> [Exercise] Taking the data below line by line, count those that include the word "with" and report the number alone.

Stored items:
====================
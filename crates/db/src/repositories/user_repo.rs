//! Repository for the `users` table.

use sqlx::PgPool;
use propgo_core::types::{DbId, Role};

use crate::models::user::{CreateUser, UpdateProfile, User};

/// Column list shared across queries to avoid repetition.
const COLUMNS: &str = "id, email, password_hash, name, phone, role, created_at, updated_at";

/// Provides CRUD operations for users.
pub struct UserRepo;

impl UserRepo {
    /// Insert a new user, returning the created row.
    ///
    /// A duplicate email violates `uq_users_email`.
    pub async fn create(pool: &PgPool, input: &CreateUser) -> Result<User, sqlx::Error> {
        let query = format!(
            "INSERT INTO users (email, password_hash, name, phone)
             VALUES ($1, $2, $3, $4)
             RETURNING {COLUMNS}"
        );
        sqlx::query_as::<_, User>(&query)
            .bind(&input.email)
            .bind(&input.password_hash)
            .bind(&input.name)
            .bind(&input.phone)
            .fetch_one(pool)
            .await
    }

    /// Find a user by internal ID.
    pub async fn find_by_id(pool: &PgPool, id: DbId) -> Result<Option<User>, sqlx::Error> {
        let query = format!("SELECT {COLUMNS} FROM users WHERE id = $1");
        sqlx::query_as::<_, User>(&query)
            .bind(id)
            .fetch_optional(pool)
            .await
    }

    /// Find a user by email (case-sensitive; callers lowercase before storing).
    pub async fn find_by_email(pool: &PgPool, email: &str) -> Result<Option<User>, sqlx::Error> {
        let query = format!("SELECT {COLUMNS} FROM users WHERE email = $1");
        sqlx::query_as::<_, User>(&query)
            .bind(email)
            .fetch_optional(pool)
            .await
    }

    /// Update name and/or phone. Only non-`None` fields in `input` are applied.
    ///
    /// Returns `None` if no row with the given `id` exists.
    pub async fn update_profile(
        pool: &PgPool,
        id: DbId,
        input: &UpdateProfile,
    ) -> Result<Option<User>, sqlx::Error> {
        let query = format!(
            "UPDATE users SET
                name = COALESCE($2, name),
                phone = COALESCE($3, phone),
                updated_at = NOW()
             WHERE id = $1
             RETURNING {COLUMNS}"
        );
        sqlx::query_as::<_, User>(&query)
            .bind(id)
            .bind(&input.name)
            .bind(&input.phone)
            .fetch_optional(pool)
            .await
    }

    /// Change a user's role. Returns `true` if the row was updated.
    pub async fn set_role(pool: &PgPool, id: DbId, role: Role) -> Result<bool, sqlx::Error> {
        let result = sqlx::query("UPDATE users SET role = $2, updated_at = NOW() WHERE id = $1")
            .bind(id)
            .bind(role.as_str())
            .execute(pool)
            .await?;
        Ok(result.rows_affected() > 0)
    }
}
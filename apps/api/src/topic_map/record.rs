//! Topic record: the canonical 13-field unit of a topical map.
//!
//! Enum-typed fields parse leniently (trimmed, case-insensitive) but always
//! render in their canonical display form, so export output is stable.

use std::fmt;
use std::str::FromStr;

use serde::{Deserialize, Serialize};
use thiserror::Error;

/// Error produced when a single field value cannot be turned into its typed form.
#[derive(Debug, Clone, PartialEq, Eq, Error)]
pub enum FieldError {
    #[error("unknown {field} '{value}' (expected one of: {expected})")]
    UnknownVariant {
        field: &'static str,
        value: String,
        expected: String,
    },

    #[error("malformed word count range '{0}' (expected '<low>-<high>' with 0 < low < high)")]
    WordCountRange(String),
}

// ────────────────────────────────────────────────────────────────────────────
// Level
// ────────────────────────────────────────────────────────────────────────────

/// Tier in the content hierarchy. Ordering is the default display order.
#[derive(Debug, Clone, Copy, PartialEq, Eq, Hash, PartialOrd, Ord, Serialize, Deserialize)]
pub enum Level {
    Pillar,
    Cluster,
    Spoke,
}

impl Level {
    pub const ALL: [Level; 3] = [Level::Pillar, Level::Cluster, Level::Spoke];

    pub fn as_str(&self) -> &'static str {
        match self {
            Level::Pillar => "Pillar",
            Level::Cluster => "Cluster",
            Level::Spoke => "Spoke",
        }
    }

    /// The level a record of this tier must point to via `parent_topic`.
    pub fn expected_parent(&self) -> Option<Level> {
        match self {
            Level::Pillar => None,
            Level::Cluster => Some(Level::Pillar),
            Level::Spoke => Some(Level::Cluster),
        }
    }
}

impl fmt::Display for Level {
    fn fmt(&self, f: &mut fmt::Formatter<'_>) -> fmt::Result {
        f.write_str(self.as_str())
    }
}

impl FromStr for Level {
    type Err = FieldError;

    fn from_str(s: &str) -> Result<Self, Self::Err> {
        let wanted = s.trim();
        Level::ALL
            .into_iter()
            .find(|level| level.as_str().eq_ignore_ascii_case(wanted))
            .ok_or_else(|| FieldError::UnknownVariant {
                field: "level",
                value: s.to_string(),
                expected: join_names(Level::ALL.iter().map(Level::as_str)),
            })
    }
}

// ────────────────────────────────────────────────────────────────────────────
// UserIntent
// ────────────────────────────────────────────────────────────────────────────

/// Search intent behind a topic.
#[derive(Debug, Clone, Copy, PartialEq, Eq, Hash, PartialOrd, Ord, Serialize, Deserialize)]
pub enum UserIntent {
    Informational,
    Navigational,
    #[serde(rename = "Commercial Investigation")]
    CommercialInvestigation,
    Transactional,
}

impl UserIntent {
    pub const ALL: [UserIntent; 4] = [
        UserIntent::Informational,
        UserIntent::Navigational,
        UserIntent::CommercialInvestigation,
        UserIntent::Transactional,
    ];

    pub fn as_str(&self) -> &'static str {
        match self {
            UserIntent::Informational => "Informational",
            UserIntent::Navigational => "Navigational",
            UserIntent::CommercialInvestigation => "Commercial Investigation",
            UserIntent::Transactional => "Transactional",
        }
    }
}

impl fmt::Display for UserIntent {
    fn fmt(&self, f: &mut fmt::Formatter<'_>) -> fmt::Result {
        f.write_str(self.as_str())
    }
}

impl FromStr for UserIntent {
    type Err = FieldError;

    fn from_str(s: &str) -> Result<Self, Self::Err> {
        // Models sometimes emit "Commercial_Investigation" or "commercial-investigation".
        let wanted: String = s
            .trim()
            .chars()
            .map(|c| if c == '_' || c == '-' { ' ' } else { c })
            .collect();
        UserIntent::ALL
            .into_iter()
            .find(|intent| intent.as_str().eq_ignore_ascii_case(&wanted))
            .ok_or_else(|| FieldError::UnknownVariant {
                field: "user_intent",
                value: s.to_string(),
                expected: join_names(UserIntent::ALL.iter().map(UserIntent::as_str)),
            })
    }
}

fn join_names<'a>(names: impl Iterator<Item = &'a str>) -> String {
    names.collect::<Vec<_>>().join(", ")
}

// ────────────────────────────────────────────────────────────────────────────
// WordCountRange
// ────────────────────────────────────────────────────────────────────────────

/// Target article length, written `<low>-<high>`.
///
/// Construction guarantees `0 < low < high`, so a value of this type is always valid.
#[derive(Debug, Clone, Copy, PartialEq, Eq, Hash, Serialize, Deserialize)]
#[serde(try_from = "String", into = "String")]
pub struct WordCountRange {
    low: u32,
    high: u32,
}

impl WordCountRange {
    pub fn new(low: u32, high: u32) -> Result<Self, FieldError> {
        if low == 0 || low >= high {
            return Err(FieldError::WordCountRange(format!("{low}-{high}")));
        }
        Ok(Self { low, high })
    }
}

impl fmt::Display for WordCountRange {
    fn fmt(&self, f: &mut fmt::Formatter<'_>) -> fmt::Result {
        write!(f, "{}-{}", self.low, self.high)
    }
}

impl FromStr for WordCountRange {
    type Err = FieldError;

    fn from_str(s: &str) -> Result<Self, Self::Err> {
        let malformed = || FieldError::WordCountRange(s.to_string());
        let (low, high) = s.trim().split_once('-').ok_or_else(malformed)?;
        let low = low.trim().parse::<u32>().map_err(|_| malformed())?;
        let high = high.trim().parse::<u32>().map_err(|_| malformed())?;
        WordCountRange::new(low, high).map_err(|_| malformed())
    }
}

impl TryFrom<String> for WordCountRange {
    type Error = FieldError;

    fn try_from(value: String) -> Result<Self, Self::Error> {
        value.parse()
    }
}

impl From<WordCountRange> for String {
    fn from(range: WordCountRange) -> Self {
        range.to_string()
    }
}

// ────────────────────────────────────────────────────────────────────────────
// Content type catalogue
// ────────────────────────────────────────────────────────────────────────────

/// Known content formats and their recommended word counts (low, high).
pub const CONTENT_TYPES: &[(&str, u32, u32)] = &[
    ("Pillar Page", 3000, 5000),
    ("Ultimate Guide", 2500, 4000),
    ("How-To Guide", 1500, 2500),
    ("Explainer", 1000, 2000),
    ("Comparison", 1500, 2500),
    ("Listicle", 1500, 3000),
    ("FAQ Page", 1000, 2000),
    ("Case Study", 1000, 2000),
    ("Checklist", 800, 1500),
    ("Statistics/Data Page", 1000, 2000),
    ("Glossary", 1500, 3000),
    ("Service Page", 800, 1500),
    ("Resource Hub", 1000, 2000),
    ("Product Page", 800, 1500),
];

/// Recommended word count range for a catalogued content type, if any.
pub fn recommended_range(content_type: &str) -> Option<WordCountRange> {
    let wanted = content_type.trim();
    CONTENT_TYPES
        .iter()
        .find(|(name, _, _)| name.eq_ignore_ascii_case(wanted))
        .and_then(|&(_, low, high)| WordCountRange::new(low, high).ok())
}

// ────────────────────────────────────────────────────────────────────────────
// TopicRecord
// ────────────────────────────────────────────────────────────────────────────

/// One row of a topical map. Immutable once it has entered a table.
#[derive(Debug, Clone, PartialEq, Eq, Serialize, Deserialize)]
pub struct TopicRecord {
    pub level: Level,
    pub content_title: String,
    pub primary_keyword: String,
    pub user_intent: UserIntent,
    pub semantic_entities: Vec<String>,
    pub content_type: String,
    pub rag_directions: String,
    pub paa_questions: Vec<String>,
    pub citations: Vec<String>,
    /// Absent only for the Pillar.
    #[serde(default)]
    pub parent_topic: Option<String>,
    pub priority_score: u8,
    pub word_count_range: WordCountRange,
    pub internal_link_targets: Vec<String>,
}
====================
> [Exercise solution] 2